● **THE DATA**:
use std::collections::HashMap;

use async_trait::async_trait;
use chrono::{DateTime, Utc};
use common::{LineItemId, ProductId};
use domain::{Invoice, InvoiceStatus, LineItem, NewInvoice};
use rust_decimal::Decimal;
use sqlx::{PgPool, Row, postgres::PgRow};
use uuid::Uuid;

use crate::{
    InvoiceId, Result, StoreError,
    store::{InvoiceStore, validate_transition},
};

/// PostgreSQL-backed invoice store.
///
/// Invoice numbers come from an identity column; status transitions are a
/// single conditional `UPDATE`, so two workers racing on the same invoice
/// cannot both win.
#[derive(Clone)]
pub struct PostgresInvoiceStore {
    pool: PgPool,
}

struct InvoiceRow {
    id: InvoiceId,
    number: i64,
    status: InvoiceStatus,
    issued_at: DateTime<Utc>,
}

impl PostgresInvoiceStore {
    /// Creates a new PostgreSQL invoice store.
    pub fn new(pool: PgPool) -> Self {
        Self { pool }
    }

    /// Gets a reference to the underlying connection pool.
    pub fn pool(&self) -> &PgPool {
        &self.pool
    }

    /// Runs the database migrations.
    pub async fn run_migrations(&self) -> Result<()> {
        sqlx::migrate!("../../migrations").run(&self.pool).await?;
        Ok(())
    }

    fn parse_status(raw: &str) -> Result<InvoiceStatus> {
        raw.parse().map_err(StoreError::Corrupt)
    }

    fn row_to_invoice(row: &PgRow) -> Result<InvoiceRow> {
        let status: String = row.try_get("status")?;
        Ok(InvoiceRow {
            id: InvoiceId::from_uuid(row.try_get::<Uuid, _>("id")?),
            number: row.try_get("number")?,
            status: Self::parse_status(&status)?,
            issued_at: row.try_get("issued_at")?,
        })
    }

    fn row_to_item(row: &PgRow) -> Result<LineItem> {
        let quantity: i64 = row.try_get("quantity")?;
        let quantity = u32::try_from(quantity)
            .map_err(|_| StoreError::Corrupt(format!("quantity {quantity} out of range")))?;

        Ok(LineItem {
            id: LineItemId::from_uuid(row.try_get::<Uuid, _>("id")?),
            invoice_id: InvoiceId::from_uuid(row.try_get::<Uuid, _>("invoice_id")?),
            product_id: ProductId::from_uuid(row.try_get::<Uuid, _>("product_id")?),
            quantity,
            unit_price: row.try_get::<Decimal, _>("unit_price")?,
        })
    }

    /// Loads the items of several invoices, grouped by invoice and in position order.
    async fn load_items(&self, ids: &[Uuid]) -> Result<HashMap<InvoiceId, Vec<LineItem>>> {
        let rows = sqlx::query(
            r#"
            SELECT id, invoice_id, product_id, quantity, unit_price
            FROM invoice_items
            WHERE invoice_id = ANY($1)
            ORDER BY invoice_id, position ASC
            "#,
        )
        .bind(ids)
        .fetch_all(&self.pool)
        .await?;

        let mut grouped: HashMap<InvoiceId, Vec<LineItem>> = HashMap::new();
        for row in &rows {
            let item = Self::row_to_item(row)?;
            grouped.entry(item.invoice_id).or_default().push(item);
        }
        Ok(grouped)
    }

    async fn assemble(&self, rows: Vec<InvoiceRow>) -> Result<Vec<Invoice>> {
        let ids: Vec<Uuid> = rows.iter().map(|r| r.id.as_uuid()).collect();
        let mut items = self.load_items(&ids).await?;

        Ok(rows
            .into_iter()
            .map(|r| {
                let lines = items.remove(&r.id).unwrap_or_default();
                Invoice::from_parts(r.id, r.number, r.status, r.issued_at, lines)
            })
            .collect())
    }
}

#[async_trait]
impl InvoiceStore for PostgresInvoiceStore {
    async fn insert(&self, invoice: NewInvoice) -> Result<Invoice> {
        let mut tx = self.pool.begin().await?;

        let number: i64 = sqlx::query_scalar(
            r#"
            INSERT INTO invoices (id, status, issued_at)
            VALUES ($1, $2, $3)
            RETURNING number
            "#,
        )
        .bind(invoice.id.as_uuid())
        .bind(InvoiceStatus::Open.as_str())
        .bind(invoice.issued_at)
        .fetch_one(&mut *tx)
        .await?;

        for (position, item) in invoice.items.iter().enumerate() {
            let position = i32::try_from(position)
                .map_err(|_| StoreError::Corrupt("too many invoice items".to_string()))?;
            let quantity = i64::from(item.quantity);

            sqlx::query(
                r#"
                INSERT INTO invoice_items (id, invoice_id, position, product_id, quantity, unit_price)
                VALUES ($1, $2, $3, $4, $5, $6)
                "#,
            )
            .bind(item.id.as_uuid())
            .bind(invoice.id.as_uuid())
            .bind(position)
            .bind(item.product_id.as_uuid())
            .bind(quantity)
            .bind(item.unit_price)
            .execute(&mut *tx)
            .await?;
        }

        tx.commit().await?;
        tracing::debug!(invoice_id = %invoice.id, number, "invoice inserted");

        Ok(invoice.into_invoice(number))
    }

    async fn get(&self, id: InvoiceId) -> Result<Option<Invoice>> {
        let row = sqlx::query(
            r#"
            SELECT id, number, status, issued_at
            FROM invoices
            WHERE id = $1
            "#,
        )
        .bind(id.as_uuid())
        .fetch_optional(&self.pool)
        .await?;

        match row {
            Some(row) => {
                let row = Self::row_to_invoice(&row)?;
                Ok(self.assemble(vec![row]).await?.pop())
            }
            None => Ok(None),
        }
    }

    async fn list(&self, status: Option<InvoiceStatus>) -> Result<Vec<Invoice>> {
        let rows = sqlx::query(
            r#"
            SELECT id, number, status, issued_at
            FROM invoices
            WHERE $1::TEXT IS NULL OR status = $1
            ORDER BY number ASC
            "#,
        )
        .bind(status.map(|s| s.as_str()))
        .fetch_all(&self.pool)
        .await?;

        let rows = rows
            .iter()
            .map(Self::row_to_invoice)
            .collect::<Result<Vec<_>>>()?;
        self.assemble(rows).await
    }

    async fn transition_status(
        &self,
        id: InvoiceId,
        expected: InvoiceStatus,
        next: InvoiceStatus,
    ) -> Result<Invoice> {
        validate_transition(expected, next)?;

        let updated = sqlx::query(
            r#"
            UPDATE invoices
            SET status = $1
            WHERE id = $2 AND status = $3
            "#,
        )
        .bind(next.as_str())
        .bind(id.as_uuid())
        .bind(expected.as_str())
        .execute(&self.pool)
        .await?;

        if updated.rows_affected() == 0 {
            let actual: Option<String> =
                sqlx::query_scalar("SELECT status FROM invoices WHERE id = $1")
                    .bind(id.as_uuid())
                    .fetch_optional(&self.pool)
                    .await?;

            return match actual {
                Some(actual) => Err(StoreError::StatusConflict {
                    invoice_id: id,
                    expected,
                    actual: Self::parse_status(&actual)?,
                }),
                None => Err(StoreError::NotFound(id)),
            };
        }

        self.get(id).await?.ok_or(StoreError::NotFound(id))
    }
}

● **ASSIGNMENT**: The material must be reproduced word for word.

● **SOLUTION FOR THIS EXERCISE**:
use std::collections::HashMap;

use async_trait::async_trait;
use chrono::{DateTime, Utc};
use common::{LineItemId, ProductId};
use domain::{Invoice, InvoiceStatus, LineItem, NewInvoice};
use rust_decimal::Decimal;
use sqlx::{PgPool, Row, postgres::PgRow};
use uuid::Uuid;

use crate::{
    InvoiceId, Result, StoreError,
    store::{InvoiceStore, validate_transition},
};

/// PostgreSQL-backed invoice store.
///
/// Invoice numbers come from an identity column; status transitions are a
/// single conditional `UPDATE`, so two workers racing on the same invoice
/// cannot both win.
#[derive(Clone)]
pub struct PostgresInvoiceStore {
    pool: PgPool,
}

struct InvoiceRow {
    id: InvoiceId,
    number: i64,
    status: InvoiceStatus,
    issued_at: DateTime<Utc>,
}

impl PostgresInvoiceStore {
    /// Creates a new PostgreSQL invoice store.
    pub fn new(pool: PgPool) -> Self {
        Self { pool }
    }

    /// Gets a reference to the underlying connection pool.
    pub fn pool(&self) -> &PgPool {
        &self.pool
    }

    /// Runs the database migrations.
    pub async fn run_migrations(&self) -> Result<()> {
        sqlx::migrate!("../../migrations").run(&self.pool).await?;
        Ok(())
    }

    fn parse_status(raw: &str) -> Result<InvoiceStatus> {
        raw.parse().map_err(StoreError::Corrupt)
    }

    fn row_to_invoice(row: &PgRow) -> Result<InvoiceRow> {
        let status: String = row.try_get("status")?;
        Ok(InvoiceRow {
            id: InvoiceId::from_uuid(row.try_get::<Uuid, _>("id")?),
            number: row.try_get("number")?,
            status: Self::parse_status(&status)?,
            issued_at: row.try_get("issued_at")?,
        })
    }

    fn row_to_item(row: &PgRow) -> Result<LineItem> {
        let quantity: i64 = row.try_get("quantity")?;
        let quantity = u32::try_from(quantity)
            .map_err(|_| StoreError::Corrupt(format!("quantity {quantity} out of range")))?;

        Ok(LineItem {
            id: LineItemId::from_uuid(row.try_get::<Uuid, _>("id")?),
            invoice_id: InvoiceId::from_uuid(row.try_get::<Uuid, _>("invoice_id")?),
            product_id: ProductId::from_uuid(row.try_get::<Uuid, _>("product_id")?),
            quantity,
            unit_price: row.try_get::<Decimal, _>("unit_price")?,
        })
    }

    /// Loads the items of several invoices, grouped by invoice and in position order.
    async fn load_items(&self, ids: &[Uuid]) -> Result<HashMap<InvoiceId, Vec<LineItem>>> {
        let rows = sqlx::query(
            r#"
            SELECT id, invoice_id, product_id, quantity, unit_price
            FROM invoice_items
            WHERE invoice_id = ANY($1)
            ORDER BY invoice_id, position ASC
            "#,
        )
        .bind(ids)
        .fetch_all(&self.pool)
        .await?;

        let mut grouped: HashMap<InvoiceId, Vec<LineItem>> = HashMap::new();
        for row in &rows {
            let item = Self::row_to_item(row)?;
            grouped.entry(item.invoice_id).or_default().push(item);
        }
        Ok(grouped)
    }

    async fn assemble(&self, rows: Vec<InvoiceRow>) -> Result<Vec<Invoice>> {
        let ids: Vec<Uuid> = rows.iter().map(|r| r.id.as_uuid()).collect();
        let mut items = self.load_items(&ids).await?;

        Ok(rows
            .into_iter()
            .map(|r| {
                let lines = items.remove(&r.id).unwrap_or_default();
                Invoice::from_parts(r.id, r.number, r.status, r.issued_at, lines)
            })
            .collect())
    }
}

#[async_trait]
impl InvoiceStore for PostgresInvoiceStore {
    async fn insert(&self, invoice: NewInvoice) -> Result<Invoice> {
        let mut tx = self.pool.begin().await?;

        let number: i64 = sqlx::query_scalar(
            r#"
            INSERT INTO invoices (id, status, issued_at)
            VALUES ($1, $2, $3)
            RETURNING number
            "#,
        )
        .bind(invoice.id.as_uuid())
        .bind(InvoiceStatus::Open.as_str())
        .bind(invoice.issued_at)
        .fetch_one(&mut *tx)
        .await?;

        for (position, item) in invoice.items.iter().enumerate() {
            let position = i32::try_from(position)
                .map_err(|_| StoreError::Corrupt("too many invoice items".to_string()))?;
            let quantity = i64::from(item.quantity);

            sqlx::query(
                r#"
                INSERT INTO invoice_items (id, invoice_id, position, product_id, quantity, unit_price)
                VALUES ($1, $2, $3, $4, $5, $6)
                "#,
            )
            .bind(item.id.as_uuid())
            .bind(invoice.id.as_uuid())
            .bind(position)
            .bind(item.product_id.as_uuid())
            .bind(quantity)
            .bind(item.unit_price)
            .execute(&mut *tx)
            .await?;
        }

        tx.commit().await?;
        tracing::debug!(invoice_id = %invoice.id, number, "invoice inserted");

        Ok(invoice.into_invoice(number))
    }

    async fn get(&self, id: InvoiceId) -> Result<Option<Invoice>> {
        let row = sqlx::query(
            r#"
            SELECT id, number, status, issued_at
            FROM invoices
            WHERE id = $1
            "#,
        )
        .bind(id.as_uuid())
        .fetch_optional(&self.pool)
        .await?;

        match row {
            Some(row) => {
                let row = Self::row_to_invoice(&row)?;
                Ok(self.assemble(vec![row]).await?.pop())
            }
            None => Ok(None),
        }
    }

    async fn list(&self, status: Option<InvoiceStatus>) -> Result<Vec<Invoice>> {
        let rows = sqlx::query(
            r#"
            SELECT id, number, status, issued_at
            FROM invoices
            WHERE $1::TEXT IS NULL OR status = $1
            ORDER BY number ASC
            "#,
        )
        .bind(status.map(|s| s.as_str()))
        .fetch_all(&self.pool)
        .await?;

        let rows = rows
            .iter()
            .map(Self::row_to_invoice)
            .collect::<Result<Vec<_>>>()?;
        self.assemble(rows).await
    }

    async fn transition_status(
        &self,
        id: InvoiceId,
        expected: InvoiceStatus,
        next: InvoiceStatus,
    ) -> Result<Invoice> {
        validate_transition(expected, next)?;

        let updated = sqlx::query(
            r#"
            UPDATE invoices
            SET status = $1
            WHERE id = $2 AND status = $3
            "#,
        )
        .bind(next.as_str())
        .bind(id.as_uuid())
        .bind(expected.as_str())
        .execute(&self.pool)
        .await?;

        if updated.rows_affected() == 0 {
            let actual: Option<String> =
                sqlx::query_scalar("SELECT status FROM invoices WHERE id = $1")
                    .bind(id.as_uuid())
                    .fetch_optional(&self.pool)
                    .await?;

            return match actual {
                Some(actual) => Err(StoreError::StatusConflict {
                    invoice_id: id,
                    expected,
                    actual: Self::parse_status(&actual)?,
                }),
                None => Err(StoreError::NotFound(id)),
            };
        }

        self.get(id).await?.ok_or(StoreError::NotFound(id))
    }
}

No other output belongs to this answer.